15/01/2014 às 09h39

Cidadania no Consumo

Somos consumidores e seremos por toda a vida. O que temos que aprender é a utilizar esta ação para um sentido maior, dar ética ao consumo.

Gilson Aguiar - contato@gilsonaguiar.com.br
Consumo Consciente

Consumo Consciente

Consumo consciente
Somos consumidores e seremos por toda a vida. Isto é inegável e impossível de ser evitado enquanto prática em uma sociedade de mercado como a nossa. O que temos que aprender é a utilizar esta ação para um sentido maior, dar ética ao consumo.

Parte considerável de nós não percebemos o efeito que podemos fazer se utilizarmos mecanismos de mudança ligados aos bens que adquirimos no mercado. Nos ambientes de compra, quase sempre elaborados para a sedução, temos que ter um comportamento racional e colaborar para a melhora na relação com as empresas e produtos.

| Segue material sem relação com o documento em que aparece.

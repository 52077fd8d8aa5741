//! Error types for bootstrap orchestration
//!
//! This module provides error types for the per-role bootstrap sequences:
//! readiness timeouts, engine/SQL failures, secure-channel window management,
//! and transfer failures.

use thiserror::Error;

/// Error types for bootstrap operations
#[derive(Error, Debug)]
pub enum BootstrapError {
    /// A readiness predicate never became true within its ceiling
    #[error("Timed out waiting for {0}")]
    Timeout(String),

    /// Operation cancelled before completion
    #[error("Operation was cancelled: {0}")]
    Cancelled(String),

    /// Configuration errors (missing fields, unparseable file)
    #[error("Configuration error: {0}")]
    Config(String),

    /// SQL execution errors from the database engine
    #[error("Engine SQL error: {0}")]
    Sql(String),

    /// Secure channel window errors (open, probe, restore)
    #[error("Secure channel error: {0}")]
    Channel(String),

    /// Backup artifact transfer errors
    #[error("Transfer error: {0}")]
    Transfer(String),

    /// Name resolution errors
    #[error("Name resolution error: {0}")]
    Resolve(String),

    /// A destructive operation's precondition did not hold
    #[error("Precondition violated: {0}")]
    Precondition(String),

    /// IO errors
    #[error("IO error: {0}")]
    Io(#[from] std::io::Error),

    /// Generic bootstrap errors
    #[error("Bootstrap error: {0}")]
    Generic(String),
}

impl BootstrapError {
    /// Create a new timeout error
    pub fn timeout<S: Into<String>>(msg: S) -> Self {
        BootstrapError::Timeout(msg.into())
    }

    /// Create a new cancellation error
    pub fn cancelled<S: Into<String>>(msg: S) -> Self {
        BootstrapError::Cancelled(msg.into())
    }

    /// Create a new configuration error
    pub fn config<S: Into<String>>(msg: S) -> Self {
        BootstrapError::Config(msg.into())
    }

    /// Create a new SQL error
    pub fn sql<S: Into<String>>(msg: S) -> Self {
        BootstrapError::Sql(msg.into())
    }

    /// Create a new secure channel error
    pub fn channel<S: Into<String>>(msg: S) -> Self {
        BootstrapError::Channel(msg.into())
    }

    /// Create a new transfer error
    pub fn transfer<S: Into<String>>(msg: S) -> Self {
        BootstrapError::Transfer(msg.into())
    }

    /// Create a new name resolution error
    pub fn resolve<S: Into<String>>(msg: S) -> Self {
        BootstrapError::Resolve(msg.into())
    }

    /// Create a new precondition error
    pub fn precondition<S: Into<String>>(msg: S) -> Self {
        BootstrapError::Precondition(msg.into())
    }

    /// Create a new generic error
    pub fn generic<S: Into<String>>(msg: S) -> Self {
        BootstrapError::Generic(msg.into())
    }

    /// Check if the error is a readiness timeout
    pub fn is_timeout(&self) -> bool {
        matches!(self, BootstrapError::Timeout(_))
    }

    /// Check if the error is due to cancellation
    pub fn is_cancelled(&self) -> bool {
        matches!(self, BootstrapError::Cancelled(_))
    }

    /// Check if the error aborts the current role's whole sequence
    ///
    /// Every error except cancellation is fatal: there are no retries across
    /// state-machine states, only the bounded poll inside a readiness wait.
    pub fn is_fatal(&self) -> bool {
        !self.is_cancelled()
    }
}

/// Result type for bootstrap operations
pub type Result<T> = std::result::Result<T, BootstrapError>;
#![forbid(unsafe_code)]
#![deny(clippy::unwrap_used, clippy::expect_used)]

pub mod animation;
pub mod clock;
pub mod config;
pub mod container;
pub mod dedup;
pub mod error;
pub mod events;
pub mod service;
pub mod surface;
pub mod telemetry;
pub mod timers;
pub mod toast;
pub mod types;

pub use config::{Settings, SettingsOverrides};
pub use events::ToastEvent;
pub use service::{ClearOptions, NotificationService, ToastHandle};
pub use types::{ToastId, ToastKind, ToastState};

pub type Result<T> = std::result::Result<T, error::Error>;
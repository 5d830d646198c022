use tracing_subscriber::{EnvFilter, Registry, layer::SubscriberExt};

use crate::Result;
use crate::error::Error;

const FALLBACK_FILTER: &str = "info";

/// Initialise tracing avec un filtre optionnel et un mode JSON conditionnel.
///
/// Le filtre retenu est le premier valide parmi `explicit_filter`, `RUST_LOG`
/// et `info`.
///
/// # Errors
///
/// Retourne une erreur si aucun filtre n'est valide, si la couche JSON est
/// demandée alors que la fonctionnalité n'est pas compilée, ou si un
/// subscriber global est déjà installé.
pub fn init_tracing(explicit_filter: Option<&str>, use_json: bool) -> Result<()> {
    let filter = select_filter(explicit_filter, std::env::var("RUST_LOG").ok())?;

    #[cfg(feature = "json-logs")]
    if use_json {
        let subscriber = Registry::default().with(filter).with(
            tracing_subscriber::fmt::layer()
                .with_target(true)
                .with_file(true)
                .with_line_number(true)
                .with_writer(std::io::stderr)
                .json()
                .flatten_event(true),
        );
        tracing::subscriber::set_global_default(subscriber)
            .map_err(|err| Error::Telemetry(err.to_string()))?;
        return Ok(());
    }

    #[cfg(not(feature = "json-logs"))]
    if use_json {
        return Err(Error::Telemetry(
            "la fonctionnalité `json-logs` n'est pas compilée".to_string(),
        ));
    }

    let subscriber = Registry::default().with(filter).with(
        tracing_subscriber::fmt::layer()
            .with_target(true)
            .with_writer(std::io::stderr),
    );
    tracing::subscriber::set_global_default(subscriber)
        .map_err(|err| Error::Telemetry(err.to_string()))
}

fn select_filter(explicit: Option<&str>, from_env: Option<String>) -> Result<EnvFilter> {
    explicit
        .map(str::to_string)
        .into_iter()
        .chain(from_env)
        .chain(std::iter::once(FALLBACK_FILTER.to_string()))
        .find_map(|candidate| EnvFilter::try_new(candidate).ok())
        .ok_or_else(|| Error::Telemetry("invalid log filter".to_string()))
}

#[cfg(test)]
mod tests {
    use super::select_filter;

    #[test]
    fn explicit_filter_wins_over_environment() {
        let filter = match select_filter(Some("toaster=debug"), Some("warn".to_string())) {
            Ok(filter) => filter,
            Err(err) => panic!("filter should parse: {err}"),
        };
        assert_eq!(filter.to_string(), "toaster=debug");
    }

    #[test]
    fn invalid_candidates_fall_back_to_info() {
        let filter = match select_filter(Some("toaster=loud"), Some("app=verbose".to_string())) {
            Ok(filter) => filter,
            Err(err) => panic!("fallback should parse: {err}"),
        };
        assert_eq!(filter.to_string(), "info");
    }
}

Um estudo feito pela Consultoria Haras Worldwide, em 31 países, aponta o grau elevado de preocupação dos brasileiros com os produtos e empresas. 93% dos consumidores se preocupam em escolher um produto com uma marca que esteja comprometida com ações sociais. Também, 97% dos consumidores nacionais consideram que podem influenciar nas ações da empresas que fabricam e vendem os bens que eles consomem. A questão é como?

Em 1980, no livro “A Terceira Onda”, do futurologista norte-americano Alvin Toffler, surgiu o termo “proconsumo”. Ele está associado a formação de um consumidor proativo, capaz de interagir com serviços e produtos através de uma relação com as empresas que os geram. 

Na década de 1990 esta preocupação chegou ao Brasil e ganhou força nos últimos dez anos. Empresas como a Totvs tem aberto cada vez mais canais com seus clientes e consumidores. Hoje, estes canais já representam a terceira fonte de inovação da empresa e da avaliação de suas ações. 

Falamos tanto em responsabilidade do consumidor e o proconsumo é um passo importante para isso. Temos que avaliar a real necessidade do que se consome e sugerir mudanças nos produtos e serviços. Se posicionar em relação as ações das empresas, tanto sociais quanto econômicas. Empresas envolvidas em escândalos devem ser criticadas, pressionadas a mudanças.

Mesmo na crítica que se faz a produtos na internet, participando de avaliações de produtos, deve-se ter responsabilidade. Apontar problemas tem que ser acompanhado de uma comprovação e de sugestão. Não precisamos ser especialistas em determinados produtos e serviços para apontarmos nossa insatisfação com eles. 

As empresas já não podem abrir mão dos consumidores como referência, orientação para o desenvolvimento de seus produtos. Muitas já tem canais diretos para permitir aos seus usuários, consumidores, que analisem e apontem problemas, também que geram novos produtos. 

Você já imaginou o quanto se pode fazer com ações que partam de nós? Quantas pessoas podemos encontrar buscando os mesmos interesses e colaborando para a melhora na qualidade de vida? Com boa informação fazemos escolhas melhores e promovemos o bem comum.